Indian Actor and politician from Odisha

Akash Dasnayak (born 17 September 1981), popularly known by the film industry name Akash, is an Odia film actor and politician known for doing action-oriented movies. He was also the MLA of Korei Constituency. He joined Bharatiya Janata Party on 1 April 2024 and will be contesting from Korei Assembly constituency.

==Personal life==
He was born at Jajpur Road on 17 September 1981 in Odisha, India to Mayadhar Nayak and Indira Das. He graduated from Vyasanagar College, Jajpur Road (LLB) from Utkal University. His aunt Anita Das was a veteran film actress. He debuted in the Odia film industry in 2008 with film Kalinga Putra, receiving a Best Actor award.
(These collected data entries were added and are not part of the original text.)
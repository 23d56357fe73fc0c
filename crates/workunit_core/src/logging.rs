//! Process-wide logging bootstrap.
//!
//! # Responsibility
//! - Start rolling file logs for the `log` facade once per process.
//! - Capture panics as sanitized, single-line log events.
//!
//! # Invariants
//! - Re-initializing with the same level and directory is a no-op.
//! - Re-initializing with a different level or directory is rejected.
//! - Initialization never panics.
//! - Events carry metadata only: no parameter values, no row data.

use flexi_logger::{
    Cleanup, Criterion, FileSpec, FlexiLoggerError, Logger, LoggerHandle, Naming, WriteMode,
};
use log::{error, info};
use once_cell::sync::OnceCell;
use std::path::{Path, PathBuf};
use thiserror::Error;

const LOG_FILE_BASENAME: &str = "workunit";
const MAX_LOG_FILE_SIZE_BYTES: u64 = 8 * 1024 * 1024;
const MAX_LOG_FILES: usize = 4;
const MAX_PANIC_PAYLOAD_CHARS: usize = 160;

static ACTIVE: OnceCell<ActiveLogger> = OnceCell::new();
static PANIC_HOOK: OnceCell<()> = OnceCell::new();

struct ActiveLogger {
    level: &'static str,
    log_dir: PathBuf,
    _handle: LoggerHandle,
}

#[derive(Debug, Error)]
pub enum LoggingError {
    #[error("unsupported log level `{0}`; expected trace|debug|info|warn|error")]
    UnsupportedLevel(String),
    #[error("log directory cannot be empty")]
    EmptyDirectory,
    #[error("log directory must be an absolute path, got `{0}`")]
    RelativeDirectory(String),
    #[error("failed to create log directory `{}`", path.display())]
    CreateDirectory {
        path: PathBuf,
        #[source]
        source: std::io::Error,
    },
    #[error("logging already active with level `{active}`; refusing `{requested}`")]
    LevelConflict {
        active: &'static str,
        requested: &'static str,
    },
    #[error("logging already active at `{}`; refusing `{}`", active.display(), requested.display())]
    DirectoryConflict { active: PathBuf, requested: PathBuf },
    #[error("failed to start logger")]
    Backend(#[from] FlexiLoggerError),
}

/// Starts file logging at `level` under the absolute directory `log_dir`.
///
/// # Errors
/// - `UnsupportedLevel`, `EmptyDirectory` or `RelativeDirectory` for bad
///   arguments.
/// - `LevelConflict` / `DirectoryConflict` when logging is already active
///   with another configuration.
/// - `CreateDirectory` / `Backend` when the logger cannot start.
pub fn init_logging(level: &str, log_dir: &str) -> Result<(), LoggingError> {
    let level = parse_level(level)?;
    let log_dir = parse_log_dir(log_dir)?;

    let active = ACTIVE.get_or_try_init(|| start_logger(level, &log_dir))?;
    if active.log_dir != log_dir {
        return Err(LoggingError::DirectoryConflict {
            active: active.log_dir.clone(),
            requested: log_dir,
        });
    }
    if active.level != level {
        return Err(LoggingError::LevelConflict {
            active: active.level,
            requested: level,
        });
    }
    Ok(())
}

/// Returns `(level, log_dir)` once logging is active.
pub fn logging_status() -> Option<(&'static str, PathBuf)> {
    ACTIVE
        .get()
        .map(|active| (active.level, active.log_dir.clone()))
}

/// `debug` in debug builds, `info` otherwise.
pub fn default_log_level() -> &'static str {
    if cfg!(debug_assertions) {
        "debug"
    } else {
        "info"
    }
}

fn start_logger(level: &'static str, log_dir: &Path) -> Result<ActiveLogger, LoggingError> {
    std::fs::create_dir_all(log_dir).map_err(|source| LoggingError::CreateDirectory {
        path: log_dir.to_path_buf(),
        source,
    })?;

    let handle = Logger::try_with_str(level)?
        .log_to_file(
            FileSpec::default()
                .directory(log_dir)
                .basename(LOG_FILE_BASENAME),
        )
        .rotate(
            Criterion::Size(MAX_LOG_FILE_SIZE_BYTES),
            Naming::Numbers,
            Cleanup::KeepLogFiles(MAX_LOG_FILES),
        )
        .write_mode(WriteMode::BufferAndFlush)
        .append()
        .format_for_files(flexi_logger::detailed_format)
        .start()?;

    install_panic_hook();
    info!(
        "event=logging_init module=core status=ok level={} log_dir={} version={}",
        level,
        log_dir.display(),
        env!("CARGO_PKG_VERSION")
    );

    Ok(ActiveLogger {
        level,
        log_dir: log_dir.to_path_buf(),
        _handle: handle,
    })
}

fn parse_level(level: &str) -> Result<&'static str, LoggingError> {
    match level.trim().to_ascii_lowercase().as_str() {
        "trace" => Ok("trace"),
        "debug" => Ok("debug"),
        "info" => Ok("info"),
        "warn" | "warning" => Ok("warn"),
        "error" => Ok("error"),
        other => Err(LoggingError::UnsupportedLevel(other.to_string())),
    }
}

fn parse_log_dir(log_dir: &str) -> Result<PathBuf, LoggingError> {
    let trimmed = log_dir.trim();
    if trimmed.is_empty() {
        return Err(LoggingError::EmptyDirectory);
    }
    let path = Path::new(trimmed);
    if !path.is_absolute() {
        return Err(LoggingError::RelativeDirectory(trimmed.to_string()));
    }
    Ok(path.to_path_buf())
}

fn install_panic_hook() {
    if PANIC_HOOK.set(()).is_err() {
        return;
    }

    let previous = std::panic::take_hook();
    std::panic::set_hook(Box::new(move |info| {
        let location = info
            .location()
            .map(|loc| format!("{}:{}", loc.file(), loc.line()))
            .unwrap_or_else(|| "unknown".to_string());
        error!(
            "event=panic_captured module=core status=error location={} payload={}",
            location,
            single_line(panic_payload(info), MAX_PANIC_PAYLOAD_CHARS)
        );
        previous(info);
    }));
}

fn panic_payload<'a>(info: &'a std::panic::PanicHookInfo<'_>) -> &'a str {
    let payload = info.payload();
    payload
        .downcast_ref::<&str>()
        .copied()
        .or_else(|| payload.downcast_ref::<String>().map(String::as_str))
        .unwrap_or("non-string panic payload")
}

/// Flattens `value` to one line of at most `max_chars` characters.
fn single_line(value: &str, max_chars: usize) -> String {
    let mut line: String = value
        .chars()
        .map(|ch| if matches!(ch, '\n' | '\r') { ' ' } else { ch })
        .take(max_chars)
        .collect();
    if value.chars().count() > max_chars {
        line.push_str("...");
    }
    line
}
//! SQLite driver collaborator.
//!
//! # Responsibility
//! - Implement `DataContext` on top of `rusqlite`.
//! - Open and configure connections, apply host-supplied migrations.
//! - Translate staged changes into plain single-table SQL.
//!
//! # Invariants
//! - Migration version is tracked via `PRAGMA user_version`.
//! - Entity data is never read or written before migrations succeed.

mod context;
pub mod migrations;
mod open;
mod statement;
mod transaction;

pub use context::SqliteContext;
pub use migrations::Migration;
pub use open::DbTarget;
pub use transaction::SqliteTransaction;

pub(crate) use statement::quote;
Since then, he has acted in several movies like Mita Basichi Bhoota Saathire and Just Mohabatt.

==Filmography==
- Kalinga Putra (2008)
- Satya Meba Jayate (2008)
- Shatru Sanghar (2009)
- Subha Vivaha (2010)
- Asibu Kebe Saji Mo Rani (2010)
- Aalo Mora Kandhei (2010)
- Sangam (2012)
- Raju Awara (2012)
- Shapath (2012)
- Guru (2012)
- Khiladi (2013)
- Dharma (2013)
- Hari Om Hari (2013)
- Mita Basichi Bhoota Saathire (3D) (2013).
- Sangram (2015)
- Tu Kahibu Na Mu (2016)
- Agastya (2016)
- Just Mohabatt (2017)
- Herogiri (2019)
- Mahabahu (2022)

==Awards==
- Best Actor award from Government of Odisha.